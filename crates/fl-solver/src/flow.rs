//! Flow-rate search.
//!
//! Given the terminal boundary (pressure, substance, temperature) and a known
//! source pressure, find the mass flow whose propagated source pressure
//! matches it. The search steps the trial mass flow toward the target and
//! halves the step every time it overshoots. Every trial starts from fresh
//! component state.

use std::time::{Duration, Instant};

use crate::chain::HydraulicChain;
use crate::error::{SolverError, SolverResult};
use crate::propagate::{PropagationOptions, PropagationOutcome, propagate};
use fl_core::numeric::relative_error;
use fl_core::units::{MassRate, Pressure, kgps};
use fl_fluids::Node;

#[derive(Debug, Clone)]
pub struct FlowSolverConfig {
    pub initial_mass_flow: MassRate,
    pub mass_flow_step: MassRate,
    /// Relative tolerance on the source pressure.
    pub rel_tol: f64,
    pub max_iterations: usize,
    /// Wall-clock budget; `None` leaves only the iteration bound.
    pub max_time: Option<Duration>,
    /// Lower clamp for trial mass flows.
    pub min_mass_flow: MassRate,
    pub propagation: PropagationOptions,
}

impl Default for FlowSolverConfig {
    fn default() -> Self {
        Self {
            initial_mass_flow: kgps(0.1),
            mass_flow_step: kgps(0.01),
            rel_tol: 0.05,
            max_iterations: 10_000,
            max_time: None,
            min_mass_flow: kgps(1e-4),
            propagation: PropagationOptions::default(),
        }
    }
}

impl FlowSolverConfig {
    fn validate(&self) -> SolverResult<()> {
        let positive = |v: f64| v.is_finite() && v > 0.0;
        if !positive(self.initial_mass_flow.value) {
            return Err(invalid("initial mass flow must be positive"));
        }
        if !positive(self.mass_flow_step.value) {
            return Err(invalid("mass flow step must be positive"));
        }
        if !positive(self.rel_tol) {
            return Err(invalid("relative tolerance must be positive"));
        }
        if !positive(self.min_mass_flow.value) {
            return Err(invalid("minimum mass flow must be positive"));
        }
        if self.max_iterations == 0 {
            return Err(invalid("max iterations must be at least 1"));
        }
        Ok(())
    }
}

fn invalid(what: &str) -> SolverError {
    SolverError::InvalidInput { what: what.into() }
}

/// One trial of the search.
#[derive(Debug, Clone, Copy, PartialEq)]
pub struct FlowProgress {
    pub iteration: usize,
    pub mass_flow: MassRate,
    pub source_pressure: Pressure,
    pub rel_error: f64,
    pub step: MassRate,
}

#[derive(Debug, Clone)]
pub struct FlowSolution {
    pub mass_flow: MassRate,
    pub source_pressure: Pressure,
    pub rel_error: f64,
    pub iterations: usize,
    /// Propagation at the converged mass flow.
    pub outcome: PropagationOutcome,
}

/// Search the boundary mass flow that yields `target` at the source.
///
/// The boundary's own mass flow is ignored; trials replace it.
pub fn solve_flow_rate(
    chain: &HydraulicChain,
    boundary: &Node,
    target: Pressure,
    config: &FlowSolverConfig,
) -> SolverResult<FlowSolution> {
    solve_flow_rate_with_progress(chain, boundary, target, config, |_| {})
}

pub fn solve_flow_rate_with_progress<F>(
    chain: &HydraulicChain,
    boundary: &Node,
    target: Pressure,
    config: &FlowSolverConfig,
    mut on_progress: F,
) -> SolverResult<FlowSolution>
where
    F: FnMut(FlowProgress),
{
    config.validate()?;
    if !target.value.is_finite() || target.value <= 0.0 {
        return Err(invalid("target source pressure must be positive"));
    }

    let started = Instant::now();
    let min_mdot = config.min_mass_flow.value;
    let mut mdot = config.initial_mass_flow.value.max(min_mdot);
    let mut step = config.mass_flow_step.value;
    let mut last_direction = 0.0_f64;
    let mut rel_error = f64::INFINITY;

    for iteration in 1..=config.max_iterations {
        if let Some(budget) = config.max_time {
            if started.elapsed() > budget {
                return Err(SolverError::ConvergenceFailed {
                    iterations: iteration - 1,
                    mass_flow_kgps: mdot,
                    rel_error,
                    reason: format!("time budget of {budget:?} exhausted"),
                });
            }
        }

        let trial = boundary
            .with_mass_flow(kgps(mdot))
            .map_err(|e| invalid(&format!("boundary node: {e}")))?;
        let outcome = propagate(chain, &trial, &config.propagation)?;
        let p = outcome.pressure();
        rel_error = relative_error(p.value, target.value);

        on_progress(FlowProgress {
            iteration,
            mass_flow: kgps(mdot),
            source_pressure: p,
            rel_error,
            step: kgps(step),
        });
        tracing::debug!(iteration, mdot, p_pa = p.value, rel_error, "flow trial");

        if rel_error <= config.rel_tol {
            tracing::info!(
                iterations = iteration,
                mdot,
                p_pa = p.value,
                rel_error,
                "flow search converged"
            );
            return Ok(FlowSolution {
                mass_flow: kgps(mdot),
                source_pressure: p,
                rel_error,
                iterations: iteration,
                outcome,
            });
        }

        // More flow costs more pressure.
        let direction = if p < target { 1.0 } else { -1.0 };
        if last_direction != 0.0 && direction != last_direction {
            step *= 0.5;
        }
        last_direction = direction;

        let next = (mdot + direction * step).max(min_mdot);
        if next == mdot && mdot == min_mdot {
            return Err(SolverError::ConvergenceFailed {
                iterations: iteration,
                mass_flow_kgps: mdot,
                rel_error,
                reason: "source pressure above target even at the minimum mass flow".into(),
            });
        }
        mdot = next;
    }

    Err(SolverError::ConvergenceFailed {
        iterations: config.max_iterations,
        mass_flow_kgps: mdot,
        rel_error,
        reason: "iteration budget exhausted".into(),
    })
}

• PROBLEM DESCRIPTION: In your reply, write out all of the material exactly as it was given.

• REPLY TO THE EXERCISE:
filename crates/fl-solver/src/flow.rs
//! Flow-rate search.
//!
//! Given the terminal boundary (pressure, substance, temperature) and a known
//! source pressure, find the mass flow whose propagated source pressure
//! matches it. The search steps the trial mass flow toward the target and
//! halves the step every time it overshoots. Every trial starts from fresh
//! component state.

use std::time::{Duration, Instant};

use crate::chain::HydraulicChain;
use crate::error::{SolverError, SolverResult};
use crate::propagate::{PropagationOptions, PropagationOutcome, propagate};
use fl_core::numeric::relative_error;
use fl_core::units::{MassRate, Pressure, kgps};
use fl_fluids::Node;

#[derive(Debug, Clone)]
pub struct FlowSolverConfig {
    pub initial_mass_flow: MassRate,
    pub mass_flow_step: MassRate,
    /// Relative tolerance on the source pressure.
    pub rel_tol: f64,
    pub max_iterations: usize,
    /// Wall-clock budget; `None` leaves only the iteration bound.
    pub max_time: Option<Duration>,
    /// Lower clamp for trial mass flows.
    pub min_mass_flow: MassRate,
    pub propagation: PropagationOptions,
}

impl Default for FlowSolverConfig {
    fn default() -> Self {
        Self {
            initial_mass_flow: kgps(0.1),
            mass_flow_step: kgps(0.01),
            rel_tol: 0.05,
            max_iterations: 10_000,
            max_time: None,
            min_mass_flow: kgps(1e-4),
            propagation: PropagationOptions::default(),
        }
    }
}

impl FlowSolverConfig {
    fn validate(&self) -> SolverResult<()> {
        let positive = |v: f64| v.is_finite() && v > 0.0;
        if !positive(self.initial_mass_flow.value) {
            return Err(invalid("initial mass flow must be positive"));
        }
        if !positive(self.mass_flow_step.value) {
            return Err(invalid("mass flow step must be positive"));
        }
        if !positive(self.rel_tol) {
            return Err(invalid("relative tolerance must be positive"));
        }
        if !positive(self.min_mass_flow.value) {
            return Err(invalid("minimum mass flow must be positive"));
        }
        if self.max_iterations == 0 {
            return Err(invalid("max iterations must be at least 1"));
        }
        Ok(())
    }
}

fn invalid(what: &str) -> SolverError {
    SolverError::InvalidInput { what: what.into() }
}

/// One trial of the search.
#[derive(Debug, Clone, Copy, PartialEq)]
pub struct FlowProgress {
    pub iteration: usize,
    pub mass_flow: MassRate,
    pub source_pressure: Pressure,
    pub rel_error: f64,
    pub step: MassRate,
}

#[derive(Debug, Clone)]
pub struct FlowSolution {
    pub mass_flow: MassRate,
    pub source_pressure: Pressure,
    pub rel_error: f64,
    pub iterations: usize,
    /// Propagation at the converged mass flow.
    pub outcome: PropagationOutcome,
}

/// Search the boundary mass flow that yields `target` at the source.
///
/// The boundary's own mass flow is ignored; trials replace it.
pub fn solve_flow_rate(
    chain: &HydraulicChain,
    boundary: &Node,
    target: Pressure,
    config: &FlowSolverConfig,
) -> SolverResult<FlowSolution> {
    solve_flow_rate_with_progress(chain, boundary, target, config, |_| {})
}

pub fn solve_flow_rate_with_progress<F>(
    chain: &HydraulicChain,
    boundary: &Node,
    target: Pressure,
    config: &FlowSolverConfig,
    mut on_progress: F,
) -> SolverResult<FlowSolution>
where
    F: FnMut(FlowProgress),
{
    config.validate()?;
    if !target.value.is_finite() || target.value <= 0.0 {
        return Err(invalid("target source pressure must be positive"));
    }

    let started = Instant::now();
    let min_mdot = config.min_mass_flow.value;
    let mut mdot = config.initial_mass_flow.value.max(min_mdot);
    let mut step = config.mass_flow_step.value;
    let mut last_direction = 0.0_f64;
    let mut rel_error = f64::INFINITY;

    for iteration in 1..=config.max_iterations {
        if let Some(budget) = config.max_time {
            if started.elapsed() > budget {
                return Err(SolverError::ConvergenceFailed {
                    iterations: iteration - 1,
                    mass_flow_kgps: mdot,
                    rel_error,
                    reason: format!("time budget of {budget:?} exhausted"),
                });
            }
        }

        let trial = boundary
            .with_mass_flow(kgps(mdot))
            .map_err(|e| invalid(&format!("boundary node: {e}")))?;
        let outcome = propagate(chain, &trial, &config.propagation)?;
        let p = outcome.pressure();
        rel_error = relative_error(p.value, target.value);

        on_progress(FlowProgress {
            iteration,
            mass_flow: kgps(mdot),
            source_pressure: p,
            rel_error,
            step: kgps(step),
        });
        tracing::debug!(iteration, mdot, p_pa = p.value, rel_error, "flow trial");

        if rel_error <= config.rel_tol {
            tracing::info!(
                iterations = iteration,
                mdot,
                p_pa = p.value,
                rel_error,
                "flow search converged"
            );
            return Ok(FlowSolution {
                mass_flow: kgps(mdot),
                source_pressure: p,
                rel_error,
                iterations: iteration,
                outcome,
            });
        }

        // More flow costs more pressure.
        let direction = if p < target { 1.0 } else { -1.0 };
        if last_direction != 0.0 && direction != last_direction {
            step *= 0.5;
        }
        last_direction = direction;

        let next = (mdot + direction * step).max(min_mdot);
        if next == mdot && mdot == min_mdot {
            return Err(SolverError::ConvergenceFailed {
                iterations: iteration,
                mass_flow_kgps: mdot,
                rel_error,
                reason: "source pressure above target even at the minimum mass flow".into(),
            });
        }
        mdot = next;
    }

    Err(SolverError::ConvergenceFailed {
        iterations: config.max_iterations,
        mass_flow_kgps: mdot,
        rel_error,
        reason: "iteration budget exhausted".into(),
    })
}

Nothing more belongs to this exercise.